Task prompt:
The reply to the records below should contain exactly the lines from the line with "pub mod cron;" through the line with "and deployments alike.", and nothing besides.

##########

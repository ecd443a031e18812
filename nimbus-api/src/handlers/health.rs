// Liveness, readiness and backend health checks
use std::collections::BTreeMap;
use std::sync::Arc;

use axum::extract::State;
use axum::http::StatusCode;
use axum::response::IntoResponse;
use axum::Json;
use serde_json::json;

use crate::app::AppState;
use crate::config::redis as redis_config;

pub async fn live() -> impl IntoResponse {
    Json(json!({ "status": "ok" }))
}

/// Ready when the store answers, and Redis too when one is configured.
pub async fn ready(State(state): State<Arc<AppState>>) -> impl IntoResponse {
    let mut checks = BTreeMap::new();
    let mut ok = true;

    match state.store.ping().await {
        Ok(()) => {
            checks.insert("database", "ok".to_string());
        }
        Err(e) => {
            tracing::warn!(error = %e, "readiness: store ping failed");
            checks.insert("database", "unreachable".to_string());
            ok = false;
        }
    }

    match &state.redis_client {
        None => {
            checks.insert("redis", "skipped".to_string());
        }
        Some(client) => match redis_config::ping(client).await {
            Ok(()) => {
                checks.insert("redis", "ok".to_string());
            }
            Err(e) => {
                tracing::warn!(error = %e, "readiness: redis ping failed");
                checks.insert("redis", "unreachable".to_string());
                ok = false;
            }
        },
    }

    let (status, label) = if ok {
        (StatusCode::OK, "ready")
    } else {
        (StatusCode::SERVICE_UNAVAILABLE, "not_ready")
    };
    (status, Json(json!({ "status": label, "checks": checks })))
}

/// Network backend health: healthy, degraded (no-op stand-in, still 200),
/// unhealthy (ping failed) or unavailable (no backend at all).
pub async fn network(State(state): State<Arc<AppState>>) -> impl IntoResponse {
    let backends = state.backends();
    let Some(net) = backends.network.as_ref() else {
        return (
            StatusCode::SERVICE_UNAVAILABLE,
            Json(json!({ "status": "unavailable", "message": "no network backend configured" })),
        );
    };
    if backends.network_degraded {
        return (
            StatusCode::OK,
            Json(json!({ "status": "degraded", "backend": net.kind(), "message": "software switch unavailable, using no-op network" })),
        );
    }
    let ctx = state.instances.call_context();
    match net.ping(&ctx).await {
        Ok(()) => (StatusCode::OK, Json(json!({ "status": "healthy", "backend": net.kind() }))),
        Err(e) => {
            tracing::warn!(backend = net.kind(), error = %e, "network backend ping failed");
            (
                StatusCode::SERVICE_UNAVAILABLE,
                Json(json!({ "status": "unhealthy", "backend": net.kind(), "message": e.to_string() })),
            )
        }
    }
}

/// Last completed pass per reconciler and the launch breaker state.
pub async fn workers(State(state): State<Arc<AppState>>) -> impl IntoResponse {
    let ticks: BTreeMap<&str, _> = state.workers.snapshot().into_iter().collect();
    Json(json!({
        "role": format!("{:?}", state.config.role).to_ascii_lowercase(),
        "workers": ticks,
        "launch_breaker": state.instances.breaker().state().as_str(),
    }))
}
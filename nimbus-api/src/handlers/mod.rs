// Request handlers, one module per resource family
pub mod autoscaling;
pub mod containers;
pub mod cron;
pub mod dns;
pub mod events;
pub mod health;
pub mod instances;
pub mod load_balancers;
pub mod network;
pub mod volumes;

use nimbus_common::CoreError;

use crate::error::ApiError;

/// Turns a missing row into a 404 naming what was looked up.
pub(crate) fn found<T>(row: Option<T>, what: impl FnOnce() -> String) -> Result<T, ApiError> {
    row.ok_or_else(|| ApiError(CoreError::NotFound(what())))
}

/// Launch templates come from groups and deployments alike.
pub(crate) fn check_template(t: &nimbus_common::LaunchTemplate) -> Result<(), CoreError> {
    if t.image.trim().is_empty() {
        return Err(CoreError::validation("template.image", "must not be empty"));
    }
    if t.vcpus < 1 {
        return Err(CoreError::validation("template.vcpus", "must be at least 1"));
    }
    if t.memory_mb < 64 {
        return Err(CoreError::validation("template.memory_mb", "must be at least 64"));
    }
    Ok(())
}
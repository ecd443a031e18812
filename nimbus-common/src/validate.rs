//! Input hygiene shared by the API and the adapters.

use std::net::Ipv4Addr;
use std::sync::LazyLock;

use regex::Regex;
use uuid::Uuid;

use crate::errors::{CoreError, CoreResult};
use crate::PortMapping;

static IDENTIFIER: LazyLock<Regex> = LazyLock::new(|| {
    Regex::new(r"^[A-Za-z0-9_-]+$").expect("identifier pattern is a valid regex")
});

pub const MIN_DNS_TTL: i32 = 60;

/// Metric kinds the autoscaler can target.
pub const METRIC_TYPES: &[&str] = &["cpu", "memory", "requests"];

/// True when `s` may be interpolated into a path or a daemon command.
pub fn is_identifier(s: &str) -> bool {
    IDENTIFIER.is_match(s)
}

pub fn identifier(field: &str, s: &str) -> CoreResult<()> {
    if is_identifier(s) {
        Ok(())
    } else {
        Err(CoreError::validation(
            field,
            "must match ^[A-Za-z0-9_-]+$",
        ))
    }
}

/// Parses a comma-separated `ext:int` list. Blank input yields an empty table.
pub fn parse_port_map(s: &str) -> CoreResult<Vec<PortMapping>> {
    s.split(',')
        .map(str::trim)
        .filter(|p| !p.is_empty())
        .map(|p| {
            PortMapping::parse(p).ok_or_else(|| {
                CoreError::validation("ports", format!("'{p}' is not ext:int with 16-bit ports"))
            })
        })
        .collect()
}

pub fn metric_type(field: &str, s: &str) -> CoreResult<()> {
    if METRIC_TYPES.contains(&s) {
        Ok(())
    } else {
        Err(CoreError::validation(field, format!("must be one of {}", METRIC_TYPES.join(", "))))
    }
}

pub fn clamp_ttl(ttl: i32) -> i32 {
    ttl.max(MIN_DNS_TTL)
}

/// Maps a free-form name onto the domain-name character set. Characters
/// outside it become '-'; an empty result becomes a short opaque id.
pub fn sanitize_domain_name(name: &str) -> String {
    let mapped: String = name
        .trim()
        .chars()
        .map(|c| {
            if c.is_ascii_alphanumeric() || c == '-' || c == '_' {
                c
            } else {
                '-'
            }
        })
        .collect();
    let trimmed = mapped.trim_matches('-');
    if trimmed.is_empty() {
        short_id()
    } else {
        trimmed.to_string()
    }
}

pub fn short_id() -> String {
    Uuid::new_v4().simple().to_string()[..8].to_string()
}

/// An IPv4 CIDR block, normalized so that host bits are zero.
#[derive(Debug, Clone, Copy, PartialEq, Eq)]
pub struct Cidr {
    pub network: Ipv4Addr,
    pub prefix: u8,
}

impl Cidr {
    pub fn parse(field: &str, s: &str) -> CoreResult<Cidr> {
        let bad = || CoreError::validation(field, format!("'{s}' is not an IPv4 CIDR block"));
        let (addr, prefix) = s.trim().split_once('/').ok_or_else(bad)?;
        let addr: Ipv4Addr = addr.parse().map_err(|_| bad())?;
        let prefix: u8 = prefix.parse().map_err(|_| bad())?;
        if prefix > 30 || prefix < 8 {
            return Err(CoreError::validation(field, "prefix length must be between 8 and 30"));
        }
        let cidr = Cidr { network: addr, prefix };
        if u32::from(addr) & !cidr.mask() != 0 {
            return Err(CoreError::validation(field, format!("'{s}' has host bits set")));
        }
        Ok(cidr)
    }

    fn mask(&self) -> u32 {
        u32::MAX << (32 - u32::from(self.prefix))
    }

    pub fn contains(&self, other: &Cidr) -> bool {
        other.prefix >= self.prefix
            && (u32::from(other.network) & self.mask()) == u32::from(self.network)
    }

    pub fn overlaps(&self, other: &Cidr) -> bool {
        self.contains(other) || other.contains(self)
    }

    /// First usable host address.
    pub fn gateway(&self) -> Ipv4Addr {
        Ipv4Addr::from(u32::from(self.network) + 1)
    }
}

impl std::fmt::Display for Cidr {
    fn fmt(&self, f: &mut std::fmt::Formatter<'_>) -> std::fmt::Result {
        write!(f, "{}/{}", self.network, self.prefix)
    }
}

pub fn ipv4(field: &str, s: &str) -> CoreResult<Ipv4Addr> {
    s.trim()
        .parse()
        .map_err(|_| CoreError::validation(field, format!("'{s}' is not an IPv4 address")))
}

#[cfg(test)]
mod tests {
    use super::*;

    #[test]
    fn identifiers() {
        assert!(is_identifier("web-01_a"));
        assert!(!is_identifier("../etc"));
        assert!(!is_identifier(""));
        assert!(!is_identifier("a b"));
        assert!(identifier("name", "x;rm").is_err());
    }

    #[test]
    fn port_map_list() {
        let ports = parse_port_map("8080:80, 2222:22").unwrap();
        assert_eq!(ports.len(), 2);
        assert_eq!(ports[1], PortMapping { external: 2222, internal: 22 });
        assert!(parse_port_map("").unwrap().is_empty());
        match parse_port_map("8080:80,oops") {
            Err(CoreError::Validation { field, .. }) => assert_eq!(field, "ports"),
            other => panic!("unexpected {other:?}"),
        }
    }

    #[test]
    fn ttl_floor() {
        assert_eq!(clamp_ttl(5), 60);
        assert_eq!(clamp_ttl(3600), 3600);
    }

    #[test]
    fn domain_names() {
        assert_eq!(sanitize_domain_name("my vm.1"), "my-vm-1");
        let generated = sanitize_domain_name("///");
        assert_eq!(generated.len(), 8);
        assert!(is_identifier(&generated));
    }

    #[test]
    fn cidr_math() {
        let vpc = Cidr::parse("cidr", "10.0.0.0/16").unwrap();
        let subnet = Cidr::parse("cidr", "10.0.1.0/24").unwrap();
        assert!(vpc.contains(&subnet));
        assert!(!subnet.contains(&vpc));
        assert_eq!(subnet.gateway().to_string(), "10.0.1.1");
        assert!(Cidr::parse("cidr", "10.0.1.5/24").is_err());
        assert!(Cidr::parse("cidr", "10.0.0.0").is_err());
        assert!(!Cidr::parse("c", "10.1.0.0/16").unwrap().overlaps(&subnet));
    }
}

##########

Solved problem:
pub mod cron;
pub mod dns;
pub mod events;
pub mod health;
pub mod instances;
pub mod load_balancers;
pub mod network;
pub mod volumes;

use nimbus_common::CoreError;

use crate::error::ApiError;

/// Turns a missing row into a 404 naming what was looked up.
pub(crate) fn found<T>(row: Option<T>, what: impl FnOnce() -> String) -> Result<T, ApiError> {
    row.ok_or_else(|| ApiError(CoreError::NotFound(what())))
}

/// Launch templates come from groups and deployments alike.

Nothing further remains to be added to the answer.